Hawkeye let his head fall back, looking up at the angled rafters of the tent ceiling. A theatrical, exaggerated groan escaped his lips, but it was laced with pure, unadulterated relief.

“Colonel, you can’t just walk in here looking like the angel of death when you’re actually bringing glad tidings,” Hawkeye muttered, finally setting the cold coffee mug down on the footlocker. “My heart isn’t built for that kind of theatricality. I’m a delicate instrument.”

“You’re a pain in the brass, Pierce,” Potter said, but the affection in his voice was unmistakable. He reached into his pocket, pulled out a small, wrinkled paper bag, and tossed it onto B.J.’s cot. “Radar managed to coax a fresh batch of oatmeal cookies out of the mess sergeant. Don’t eat ’em all before breakfast.”

B.J. caught the bag, a genuine smile breaking through his fatigue. “Colonel, you’re a gentleman and a scholar. If you weren’t married, and I wasn’t married, and we weren’t in a mud hole in Korea, I’d kiss you.”

“Keep your distance, Hunnicutt,” Potter grunted, though he couldn’t hide the warmth in his eyes. He looked at the two young doctors—men he had watched carry the weight of a brutal war on their shoulders day after day—and felt a quiet wave of pride.

“Get some sleep, boys,” the Old Man added softly. “You’ve earned it.”

With a nod, the Colonel turned and stepped back out into the cool, dark Korean night, leaving the two roommates alone once more.

The silence returned to the Swamp, but the heavy, fragile tension was gone. It was replaced by the comfortable, quiet rhythm of two friends who had survived another day together.

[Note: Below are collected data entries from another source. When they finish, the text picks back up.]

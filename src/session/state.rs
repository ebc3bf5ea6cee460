use thiserror::Error;

use crate::abbrev::abbreviate;
use crate::assistant;
use crate::completion::{CompletionClient, CompletionError, prompt};
use crate::notes::NoteEntry;
use crate::patient::PatientProfile;

use super::page::{NotesField, Page};

/// Why a page's module produced no note.
#[derive(Debug, Error)]
pub enum ModuleError {
    #[error("Save a patient profile on the Patient Intake page first.")]
    NoProfile,
    #[error(transparent)]
    Completion(#[from] CompletionError),
}

/// One CuraAI question and its answer.
#[derive(Debug, Clone, PartialEq, Eq)]
pub struct QaEntry {
    pub query: String,
    pub response: String,
}

/// Everything the interactive session remembers between pages.
///
/// Created when the session starts and cleared when it ends; nothing is
/// written to disk.
#[derive(Debug, Clone, Default)]
pub struct SessionState {
    profile: Option<PatientProfile>,
    patient_notes: String,
    symptom_notes: String,
    documentation_notes: String,
    education_notes: String,
    qa_history: Vec<QaEntry>,
    feedback: Vec<String>,
}

impl SessionState {
    pub fn new() -> Self {
        Self::default()
    }

    /// Drops all state at the end of the session.
    pub fn clear(&mut self) {
        *self = Self::default();
    }

    pub const fn profile(&self) -> Option<&PatientProfile> {
        self.profile.as_ref()
    }

    pub fn save_profile(&mut self, profile: PatientProfile) {
        self.profile = Some(profile);
    }

    pub fn notes(&self, field: NotesField) -> &str {
        match field {
            NotesField::Patient => &self.patient_notes,
            NotesField::Symptom => &self.symptom_notes,
            NotesField::Documentation => &self.documentation_notes,
            NotesField::Education => &self.education_notes,
        }
    }

    fn notes_mut(&mut self, field: NotesField) -> &mut String {
        match field {
            NotesField::Patient => &mut self.patient_notes,
            NotesField::Symptom => &mut self.symptom_notes,
            NotesField::Documentation => &mut self.documentation_notes,
            NotesField::Education => &mut self.education_notes,
        }
    }

    /// Replaces a notes field with edited text.
    pub fn set_notes(&mut self, field: NotesField, text: String) {
        *self.notes_mut(field) = text;
    }

    /// Appends a module's note, separated from earlier text by a blank line.
    pub fn append_note(&mut self, field: NotesField, entry: &NoteEntry) {
        let notes = self.notes_mut(field);
        let trimmed_len = notes.trim_end().len();
        notes.truncate(trimmed_len);
        if !notes.is_empty() {
            notes.push_str("\n\n");
        }
        notes.push_str(&entry.to_string());
    }

    /// Abbreviates the documentation notes in place.
    pub fn abbreviate_documentation(&mut self) {
        self.documentation_notes = abbreviate(&self.documentation_notes);
    }

    /// Runs the module behind `page` on `input` and appends its note to the
    /// page's notes. Pages without a notes field do nothing.
    pub async fn run_module(
        &mut self,
        client: &dyn CompletionClient,
        page: Page,
        input: &str,
    ) -> Result<(), ModuleError> {
        let Some(field) = page.notes_field() else {
            return Ok(());
        };

        let note = match page {
            Page::SymptomChecker => {
                let profile = self.profile.as_ref().ok_or(ModuleError::NoProfile)?;
                assistant::check_symptom(client, profile, input).await?
            }
            Page::DocumentationHelper => assistant::document(input),
            Page::PatientEducation => assistant::educate(client, input).await?,
            _ => return Ok(()),
        };

        self.append_note(field, &note);
        Ok(())
    }

    /// Sends a CuraAI question and records the answer in the history.
    ///
    /// Nothing is recorded when the call fails.
    pub async fn ask_curaai(
        &mut self,
        client: &dyn CompletionClient,
        query: &str,
    ) -> Result<(), CompletionError> {
        let answer = assistant::ask(client, &prompt::clinical_question_prompt(query)).await?;
        self.record_answer(query.to_string(), answer);
        Ok(())
    }

    pub fn record_answer(&mut self, query: String, response: String) {
        self.qa_history.push(QaEntry { query, response });
    }

    /// History in insertion order.
    pub fn qa_history(&self) -> &[QaEntry] {
        &self.qa_history
    }

    /// History as displayed, most recent first.
    pub fn qa_history_newest_first(&self) -> impl Iterator<Item = &QaEntry> {
        self.qa_history.iter().rev()
    }

    pub fn record_feedback(&mut self, feedback: String) {
        self.feedback.push(feedback);
    }

    pub fn feedback(&self) -> &[String] {
        &self.feedback
    }
}
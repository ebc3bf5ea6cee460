use reqwest::StatusCode;
use thiserror::Error;

/// Classified failure of a completion request.
#[derive(Debug, Error)]
pub enum CompletionError {
    #[error("Failed to reach the AI service at {url}: {message}")]
    Network { url: String, message: String },

    #[error("The AI service at {url} did not respond in time")]
    Timeout { url: String },

    #[error("The AI service rejected the API key (status {status})")]
    Unauthorized { status: StatusCode },

    #[error("The AI service is rate limiting requests, try again shortly")]
    RateLimited,

    #[error("AI request failed with status {status}: {body}")]
    Api { status: StatusCode, body: String },

    #[error("Could not read the AI response: {0}")]
    InvalidResponse(String),

    #[error("The AI service returned an empty answer")]
    EmptyResponse,
}

impl CompletionError {
    /// Maps a non-success HTTP status and body to an error variant.
    pub(crate) fn from_status(status: StatusCode, body: String) -> Self {
        match status {
            StatusCode::UNAUTHORIZED | StatusCode::FORBIDDEN => Self::Unauthorized { status },
            StatusCode::TOO_MANY_REQUESTS => Self::RateLimited,
            _ => Self::Api { status, body },
        }
    }

    pub(crate) fn from_transport(url: &str, err: &reqwest::Error) -> Self {
        if err.is_timeout() {
            Self::Timeout {
                url: url.to_string(),
            }
        } else {
            Self::Network {
                url: url.to_string(),
                message: err.to_string(),
            }
        }
    }
}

B.J. opened the paper bag, the scent of cinnamon and sugar cutting through the stale air of the tent. He offered one to Hawkeye, who took it with a grateful nod.

Hawkeye bit into the cookie, leaning back against the wooden support pole of his cot. For the first time all day, his hands were perfectly steady.

“You know, Beej,” Hawkeye said quietly, his voice dropping its performance and becoming completely real. “Sometimes, the Old Man really knows how to deliver a punchline.”

B.J. looked down at his cookie, then out toward the closed tent flap. “He knows what keeps us from breaking, Hawk.”

They sat in the warm, dim glow of the lamp, eating their stolen sweets in silence, listening to the crickets outside finally outsinging the artillery. It wasn’t home, and it wasn’t perfect, but for the next twelve hours, it was enough.

In the middle of nowhere, surrounded by mud and canvas, it was the small kindnesses that kept the 4077th alive.